Сен-Жюст обвинил жирондистов в том, что, на словах выступая против «федеративности», они создают ее на деле тем, что выделяют «часть граждан из общей массы». Выделяют как депутатов, которые с помощью подчиненных им войск могут «установить тиранию», так и сами войска, которые тоже могут, вообразив себя «преторианской гвардией», продиктовать свою волю самим депутатам. Ко всему прочему опасно бросать вызов Парижу, формируя в противовес столичному гарнизону собственные вооруженные части, не говоря уж о том, что никто не гарантирован, что и сама эта хваленая департаментская стража не перейдет на сторону провоцируемых Конвентом парижан.
В последнем заявлении Сен-Жюст как в воду глядел: в марте следующего года департаментские федераты, прибывшие в столицу, несмотря на отсутствие соответствующего декрета, приняли прямое участие в антижирондистских выступлениях.
И еще в этой своей первой речи, как потом оказалось, Антуан «напророчил» самому себе будущему, заявив, что создание департаментской охраны Конвента не только не «вернет спокойствие государству», но и приведет к прямо противоположному результату. Ведь если власть не хочет использовать против народа вооруженную силу, то для чего тогда ей эту вооруженную силу призывать?

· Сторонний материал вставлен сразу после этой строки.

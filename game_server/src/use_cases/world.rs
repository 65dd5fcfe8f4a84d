//! Authoritative world simulation.
//!
//! Synchronous and clock-free: the caller stamps every input and passes `now` into each
//! tick, so the whole thing runs deterministically in tests with in-memory outboxes.

use std::collections::BTreeMap;

use game_shared::{
    NetTuning, PawnTuning, Rotator, ShotField, ShotTuning, Transform, TransformSample,
};
use tracing::{debug, info, warn};

use super::types::{Outbox, PeerMessage, WorldUpdate};
use crate::domain::geometry::segment_touches_sphere;
use crate::domain::{Arena, Correction, ReplicatedPawn, ServerPawn, ShootingReplicator};

#[derive(Debug, Clone, Default)]
pub struct WorldSettings {
    pub pawn: PawnTuning,
    pub shots: ShotTuning,
    pub net: NetTuning,
}

impl WorldSettings {
    /// Clamp range-constrained values instead of rejecting them.
    pub fn normalized(self) -> Self {
        let shots = self.shots;
        Self {
            pawn: self.pawn.normalized(),
            net: self.net.covering(&shots),
            shots,
        }
    }
}

struct Player<O> {
    pawn: ServerPawn,
    outbox: O,
}

pub struct World<O> {
    settings: WorldSettings,
    arena: Arena,
    players: BTreeMap<u64, Player<O>>,
    shots: ShotField,
    replicator: ShootingReplicator,
    spawn_count: usize,
    tick: u64,
}

impl<O: Outbox> World<O> {
    pub fn new(settings: WorldSettings, arena: Arena) -> Self {
        Self {
            settings: settings.normalized(),
            arena,
            players: BTreeMap::new(),
            shots: ShotField::new(),
            replicator: ShootingReplicator::new(),
            spawn_count: 0,
            tick: 0,
        }
    }

    pub fn settings(&self) -> &WorldSettings {
        &self.settings
    }

    pub fn pawn(&self, player_id: u64) -> Option<&ServerPawn> {
        self.players.get(&player_id).map(|p| &p.pawn)
    }

    pub fn player_count(&self) -> usize {
        self.players.len()
    }

    pub fn shots(&self) -> &ShotField {
        &self.shots
    }

    /// Spawn a pawn for `player_id` and tell its owner where it is.
    ///
    /// The speed window starts uninitialized: the owner's first report bootstraps it.
    /// Shooting states of nearby pawns reach the new player through the next tick's
    /// replication pass, since nothing has been sent to it yet.
    pub fn join(&mut self, player_id: u64, outbox: O) -> Transform {
        if self.players.contains_key(&player_id) {
            warn!(player_id, "duplicate join; replacing pawn");
            self.leave(player_id);
        }

        let spawn = self.next_spawn();
        let pawn = ServerPawn::new(player_id, spawn, &self.settings.pawn, &self.settings.shots);
        if outbox
            .send_unreliable(PeerMessage::CorrectTransform(spawn))
            .is_err()
        {
            debug!(player_id, "outbox closed before spawn was sent");
        }
        info!(player_id, x = spawn.translation.x, y = spawn.translation.y, "player joined");
        self.players.insert(player_id, Player { pawn, outbox });
        spawn
    }

    pub fn leave(&mut self, player_id: u64) {
        if self.players.remove(&player_id).is_none() {
            return;
        }
        self.shots.remove_owned_by(player_id);
        self.replicator.forget(player_id);
        info!(player_id, "player left");
    }

    /// Validate and apply one relayed transform; any correction goes out unreliably.
    pub fn report_transform(
        &mut self,
        player_id: u64,
        sample: TransformSample,
    ) -> Option<Correction> {
        if !sample.transform.is_finite() {
            return None;
        }
        let player = self.players.get_mut(&player_id)?;
        let correction = player.pawn.receive_transform(
            sample.transform,
            sample.received_at,
            &self.arena,
            &self.settings.pawn,
        )?;
        send_correction(player_id, &player.outbox, &correction);
        Some(correction)
    }

    /// Store the owner's trigger state as canonical.
    pub fn report_shooting_intent(&mut self, player_id: u64, is_shooting: bool) {
        if let Some(player) = self.players.get_mut(&player_id) {
            if player.pawn.shooting.set(is_shooting) {
                debug!(player_id, is_shooting, "shooting state changed");
            }
        }
    }

    /// Advance the world to `now` and snapshot it.
    pub fn tick(&mut self, now: f64, dt: f32) -> WorldUpdate {
        let cull_distance = self.settings.net.net_cull_distance;
        let WorldSettings { pawn, shots, .. } = &self.settings;

        for player in self.players.values_mut() {
            if let Some(shot) = player.pawn.poll_fire(now, pawn, shots) {
                self.shots.spawn(shot);
            }
            player.pawn.regenerate(dt, pawn);
        }

        let downed = self.resolve_shots(now);
        for player_id in downed {
            self.respawn(player_id, now);
        }

        self.replicate(cull_distance);

        self.tick += 1;
        WorldUpdate {
            tick: self.tick,
            pawns: self.players.values().map(|p| p.pawn.snapshot()).collect(),
        }
    }

    // Move shots along their paths; walls stop them, pawns take damage. Returns the
    // players downed this tick.
    fn resolve_shots(&mut self, now: f64) -> Vec<u64> {
        let arena = &self.arena;
        let players = &mut self.players;
        let pawn_tuning = &self.settings.pawn;
        let shot_tuning = &self.settings.shots;
        let reach = pawn_tuning.radius + shot_tuning.radius;
        let mut downed = Vec::new();

        self.shots.advance_with(now, |shot, from, to| {
            let wall = arena.first_hit(from, to, shot_tuning.radius);
            let end = wall.map_or(to, |t| from + (to - from) * t);

            let victim = players.values_mut().find(|p| {
                p.pawn.id != shot.owner_id
                    && p.pawn.health > 0.0
                    && segment_touches_sphere(from, end, p.pawn.translation(), reach)
            });
            if let Some(victim) = victim {
                let victim_id = victim.pawn.id;
                if victim
                    .pawn
                    .apply_health_delta(shot_tuning.health_delta, pawn_tuning)
                {
                    info!(player_id = victim_id, by = shot.owner_id, "player downed");
                    downed.push(victim_id);
                }
                return true;
            }
            wall.is_some()
        });

        downed
    }

    fn respawn(&mut self, player_id: u64, now: f64) {
        let spawn = self.next_spawn();
        let Some(player) = self.players.get_mut(&player_id) else {
            return;
        };
        let correction = player.pawn.respawn(spawn, now, &self.settings.pawn);
        send_correction(player_id, &player.outbox, &correction);
    }

    fn replicate(&mut self, cull_distance: f32) {
        let pawns: Vec<ReplicatedPawn> = self
            .players
            .values()
            .map(|p| ReplicatedPawn {
                id: p.pawn.id,
                position: p.pawn.translation(),
                is_shooting: p.pawn.shooting.is_shooting,
            })
            .collect();

        for update in self.replicator.collect(&pawns, cull_distance) {
            let Some(observer) = self.players.get(&update.observer) else {
                continue;
            };
            let msg = PeerMessage::ShootingStateSync {
                player_id: update.subject,
                is_shooting: update.is_shooting,
            };
            if observer.outbox.send_reliable(msg).is_err() {
                debug!(player_id = update.observer, "outbox closed; skipping state sync");
            }
        }
    }

    // Cycle through the arena's spawn points, facing the middle of the room.
    fn next_spawn(&mut self) -> Transform {
        let position = self.arena.spawn_point(self.spawn_count);
        self.spawn_count = self.spawn_count.wrapping_add(1);
        let to_center = -position;
        let yaw = if to_center.truncate().length_squared() > f32::EPSILON {
            to_center.y.atan2(to_center.x).to_degrees()
        } else {
            0.0
        };
        Transform::new(position, Rotator::new(0.0, yaw, 0.0))
    }
}

fn send_correction<O: Outbox>(player_id: u64, outbox: &O, correction: &Correction) {
    if outbox
        .send_unreliable(PeerMessage::CorrectTransform(correction.transform))
        .is_err()
    {
        debug!(player_id, "outbox closed; correction not sent");
    }
}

Использующий силу в политических целях даже во имя самых высоких принципов сначала подпадает под соблазн править силой, а потом и вообще превращается в тирана.
– Узурпацию всегда распознают слишком поздно! – гордо заявил юный дебютант и под шумные аплодисменты зала спустился с трибуны.
В этот момент он сразу понял, что не будет зачитывать речь в Конвенте, настолько политически малозначащей она ему вдруг показалась.
Впечатление это особенно усилилось после так называемой «робеспьериады», которую жирондисты выплеснули на голову Неподкупного через маленького плешивого депутата Луве, автора известного любовно-приключенческого романа «Фоблаз». По иронии судьбы, за день до этого Робеспьер выступил в Якобинском клубе с большой, хотя и невнятной речью «О влиянии клеветы на Революцию». А на следующей день 29 октября он удостоился, пожалуй, самой большой клеветы на себя за все предшествующие три с половиной года.
Слушая романиста Луве, Сен-Жюст немало удивлялся, как хитроумносплетенным литературным периодам его речи с постоянно повторяющимся рефреном «Робеспьер, я обвиняю тебя!», так и полной бездоказательности этого по сути дела обвинительного акта. Потому что любого из оставшихся на плаву революционных лидеров можно было обвинить в том же самом, что и Робеспьера: и в «клевете на патриотов», и в выставлении себя в качестве «объекта идолопоклонства», и даже в провоцировании «сентябрьских убийств» (в сентябре жирондисты одобряли их не меньше якобинцев).